Monday, April 1, 2013

Exposure to Air Pollution after a Heart Attack

Serious air pollution
Serious air pollution (Photo credit: Andrew.T@NN)
Long-term exposure to air pollution is associated with survival following acute coronary syndrome(6 page pdf, Cathryn Tonne and Paul Wilkinson, European Heart Journal, Jan. 19, 2013) 

Also discussed here: Exposure to Air Pollution Is Associated With Increased Deaths After Heart Attacks(Science Daily, Feb. 20, 2013) 

Today we review an extensive investigation of the impact of exposure to varying levels of PM 2.5 on the survival rate of patients who have had a heart attack. Results indicate that exposure for as little as a year to a 10mg/m3 increase was linked to a 20% higher death rate and the reverse was also true. Even more important to survival rates than air pollution were a number of socio-economic factors such as smoking and  income levels.

Key Quotes:
"Exposure to a 10 mg/m3 increase in PM2.5 during the same calendar year as the follow-up was associated with a 20% .. increase in death from all causes after adjusting for area level income deprivation and other confounders”

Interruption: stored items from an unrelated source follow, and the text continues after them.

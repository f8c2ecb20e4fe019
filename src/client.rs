//! HTTP client for the query and push-subscription endpoints.

use std::time::Duration;

use reqwest::Client as HttpClient;
use serde::{Deserialize, Serialize};
use tracing::debug;

use crate::carriers::CarrierRegistry;
use crate::config::Config;
use crate::error::TrackError;
use crate::models::{RawLogEntry, TrackingResult, TrackingState};
use crate::signature;

const QUERY_URL: &str = "https://poll.kuaidi100.com/poll/query.do";
const SUBSCRIBE_URL: &str = "https://poll.kuaidi100.com/poll";

/// Query `param` payload. Field order matters: the compact serialization of
/// this struct is the signed string, and the provider recomputes the digest
/// over the exact bytes it receives.
#[derive(Debug, Serialize)]
struct QueryParam<'a> {
    com: &'a str,
    num: &'a str,
    phone: &'a str,
    resultv2: i32,
}

#[derive(Debug, Deserialize)]
struct QueryResponse {
    #[serde(default)]
    message: String,
    state: Option<i64>,
    #[serde(default)]
    data: Vec<RawLogEntry>,
}

/// Subscription `param` payload. Unsigned.
#[derive(Debug, Serialize)]
struct SubscribeParam<'a> {
    company: &'a str,
    number: &'a str,
    key: &'a str,
    parameters: SubscribeParameters<'a>,
}

#[derive(Debug, Serialize)]
struct SubscribeParameters<'a> {
    callbackurl: &'a str,
    salt: String,
    resultv2: &'static str,
    #[serde(rename = "autoCom")]
    auto_com: &'static str,
    phone: &'a str,
}

#[derive(Debug, Deserialize)]
struct SubscribeResponse {
    #[serde(default)]
    result: bool,
    #[serde(rename = "returnCode")]
    return_code: Option<i32>,
}

/// Subscription return codes, reported verbatim. Codes outside the table get
/// an empty message with the code still attached.
fn return_code_message(code: i32) -> &'static str {
    match code {
        200 => "submission accepted",
        701 => "carrier rejects subscription",
        700 => {
            "subscription data error (unsupported carrier / empty or oversized tracking number) or invalid callback URL"
        }
        702 => "tracking number's carrier could not be identified",
        600 => "caller is not an authorized subscriber (bad key)",
        601 => "subscription key has expired",
        500 => "provider server error",
        501 => "duplicate subscription",
        _ => "",
    }
}

/// 32 hex digits of fresh randomness for the subscription salt.
fn fresh_salt() -> String {
    format!("{:032x}", rand::random::<u128>())
}

/// Kuaidi100 API client.
///
/// One best-effort request per call: no retries, no caching, no subscription
/// lifecycle management beyond the single registration. Business failures and
/// transport failures both come back as [`TrackError`].
pub struct Kuaidi100Client {
    config: Config,
    http_client: HttpClient,
    registry: Option<CarrierRegistry>,
    query_url: String,
    subscribe_url: String,
}

impl Kuaidi100Client {
    pub fn new(config: Config) -> Result<Self, TrackError> {
        let http_client = HttpClient::builder()
            .timeout(Duration::from_secs(30))
            .build()?;

        Ok(Self {
            config,
            http_client,
            registry: None,
            query_url: QUERY_URL.to_string(),
            subscribe_url: SUBSCRIBE_URL.to_string(),
        })
    }

    /// Replace the bundled carrier dataset with a caller-supplied registry.
    pub fn with_registry(mut self, registry: CarrierRegistry) -> Self {
        self.registry = Some(registry);
        self
    }

    /// Point both endpoints at a different host. Used by tests to talk to a
    /// mock server.
    pub fn with_base_url(mut self, base_url: &str) -> Self {
        let base = base_url.trim_end_matches('/');
        self.query_url = format!("{base}/poll/query.do");
        self.subscribe_url = format!("{base}/poll");
        self
    }

    /// Display names this client can resolve.
    pub fn carrier_names(&self) -> impl Iterator<Item = &str> {
        self.registry().names()
    }

    /// Query the tracking log of a parcel.
    ///
    /// `mobile` is the phone number bound to the shipment; some carriers (SF
    /// among them) refuse queries without it. Pass `""` otherwise.
    pub async fn query(
        &self,
        carrier_name: &str,
        tracking_number: &str,
        mobile: &str,
    ) -> Result<TrackingResult, TrackError> {
        let com = self.resolve(carrier_name)?;

        // Serialized once; the same string is signed and transmitted.
        let param = serde_json::to_string(&QueryParam {
            com,
            num: tracking_number,
            phone: mobile,
            resultv2: 1,
        })?;
        let sign = signature::sign(&param, &self.config.key, &self.config.customer_id);

        debug!(carrier = com, num = tracking_number, "sending tracking query");

        let response = self
            .http_client
            .post(&self.query_url)
            .form(&[
                ("customer", self.config.customer_id.as_str()),
                ("sign", sign.as_str()),
                ("param", param.as_str()),
            ])
            .send()
            .await?;

        let body = response.text().await?;
        let parsed: QueryResponse = serde_json::from_str(&body)?;

        if !parsed.message.eq_ignore_ascii_case("ok") {
            return Err(TrackError::Rejected {
                message: parsed.message,
                code: None,
            });
        }

        let state = parsed
            .state
            .ok_or_else(|| TrackError::Decode("response is missing the state field".into()))?;

        let mut logs = Vec::with_capacity(parsed.data.len());
        for raw in parsed.data {
            logs.push(raw.into_entry()?);
        }

        Ok(TrackingResult {
            state: TrackingState::from_code(state)?,
            is_signed: false,
            logs,
        })
    }

    /// Register a push subscription; the provider will POST status changes to
    /// `callback_url`. Decode the body it sends with
    /// [`decode_callback`](crate::decode_callback).
    pub async fn subscribe(
        &self,
        carrier_name: &str,
        tracking_number: &str,
        callback_url: &str,
        phone: &str,
    ) -> Result<(), TrackError> {
        let company = self.resolve(carrier_name)?;

        let param = serde_json::to_string(&SubscribeParam {
            company,
            number: tracking_number,
            key: &self.config.customer_id,
            parameters: SubscribeParameters {
                callbackurl: callback_url,
                salt: fresh_salt(),
                resultv2: "1",
                auto_com: "1",
                phone,
            },
        })?;

        debug!(carrier = company, num = tracking_number, "registering push subscription");

        let response = self
            .http_client
            .post(&self.subscribe_url)
            .form(&[("schema", "json"), ("param", param.as_str())])
            .send()
            .await?;

        let body = response.text().await?;
        let parsed: SubscribeResponse = serde_json::from_str(&body)?;

        if parsed.result {
            return Ok(());
        }

        Err(TrackError::Rejected {
            message: parsed
                .return_code
                .map(return_code_message)
                .unwrap_or_default()
                .to_string(),
            code: parsed.return_code,
        })
    }

    fn registry(&self) -> &CarrierRegistry {
        self.registry
            .as_ref()
            .unwrap_or_else(|| CarrierRegistry::bundled())
    }

    fn resolve(&self, carrier_name: &str) -> Result<&str, TrackError> {
        self.registry()
            .resolve(carrier_name)
            .ok_or_else(|| TrackError::CarrierNotFound {
                name: carrier_name.to_string(),
            })
    }
}

#[cfg(test)]
mod tests {
    use super::*;

    #[test]
    fn return_code_table_is_verbatim() {
        assert_eq!(return_code_message(200), "submission accepted");
        assert_eq!(return_code_message(701), "carrier rejects subscription");
        assert_eq!(
            return_code_message(700),
            "subscription data error (unsupported carrier / empty or oversized tracking number) or invalid callback URL"
        );
        assert_eq!(
            return_code_message(702),
            "tracking number's carrier could not be identified"
        );
        assert_eq!(
            return_code_message(600),
            "caller is not an authorized subscriber (bad key)"
        );
        assert_eq!(return_code_message(601), "subscription key has expired");
        assert_eq!(return_code_message(500), "provider server error");
        assert_eq!(return_code_message(501), "duplicate subscription");
        assert_eq!(return_code_message(999), "");
    }

    #[test]
    fn salt_is_32_hex_digits_and_fresh() {
        let a = fresh_salt();
        let b = fresh_salt();
        assert_eq!(a.len(), 32);
        assert!(a.chars().all(|c| c.is_ascii_hexdigit()));
        assert_ne!(a, b);
    }

    #[test]
    fn query_param_serializes_compact_in_field_order() {
        let param = serde_json::to_string(&QueryParam {
            com: "shunfeng",
            num: "123",
            phone: "",
            resultv2: 1,
        })
        .unwrap();
        assert_eq!(param, r#"{"com":"shunfeng","num":"123","phone":"","resultv2":1}"#);
    }

    #[test]
    fn subscribe_param_nests_parameters() {
        let param = serde_json::to_string(&SubscribeParam {
            company: "shunfeng",
            number: "123",
            key: "cust1",
            parameters: SubscribeParameters {
                callbackurl: "https://example.com/cb",
                salt: "0".repeat(32),
                resultv2: "1",
                auto_com: "1",
                phone: "",
            },
        })
        .unwrap();
        assert_eq!(
            param,
            format!(
                r#"{{"company":"shunfeng","number":"123","key":"cust1","parameters":{{"callbackurl":"https://example.com/cb","salt":"{}","resultv2":"1","autoCom":"1","phone":""}}}}"#,
                "0".repeat(32)
            )
        );
    }
}
//! Decoding of push-callback payloads.

use serde::Deserialize;

use crate::error::TrackError;
use crate::models::{RawLogEntry, TrackingResult, TrackingState};

#[derive(Debug, Deserialize)]
struct CallbackPayload {
    #[serde(rename = "lastResult")]
    last_result: LastResult,
}

#[derive(Debug, Deserialize)]
struct LastResult {
    state: i64,
    #[serde(default)]
    ischeck: i64,
    #[serde(default)]
    data: Vec<RawLogEntry>,
}

/// Decode the body the provider POSTs to a registered callback URL.
///
/// The payload carries the same log-record shape as a direct query response,
/// wrapped in a `lastResult` envelope, plus the `ischeck` signed marker.
/// Malformed payloads are an integration problem and come back as
/// [`TrackError::Decode`].
pub fn decode_callback(payload: &str) -> Result<TrackingResult, TrackError> {
    let parsed: CallbackPayload = serde_json::from_str(payload)?;
    let last = parsed.last_result;

    let mut logs = Vec::with_capacity(last.data.len());
    for raw in last.data {
        logs.push(raw.into_entry()?);
    }

    Ok(TrackingResult {
        state: TrackingState::from_code(last.state)?,
        is_signed: last.ischeck != 0,
        logs,
    })
}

“death rates would be reduced by 12% among ACS [Acute Cardiac Syndrome]patients if they were exposed to naturally occurring PM2.5 rather than the higher levels they were actually exposed to”

"The most important message is that reduction in the amount of pollutants in metropolitan areas does indeed decrease cardiovascular mortality within a time interval as short as a few years…"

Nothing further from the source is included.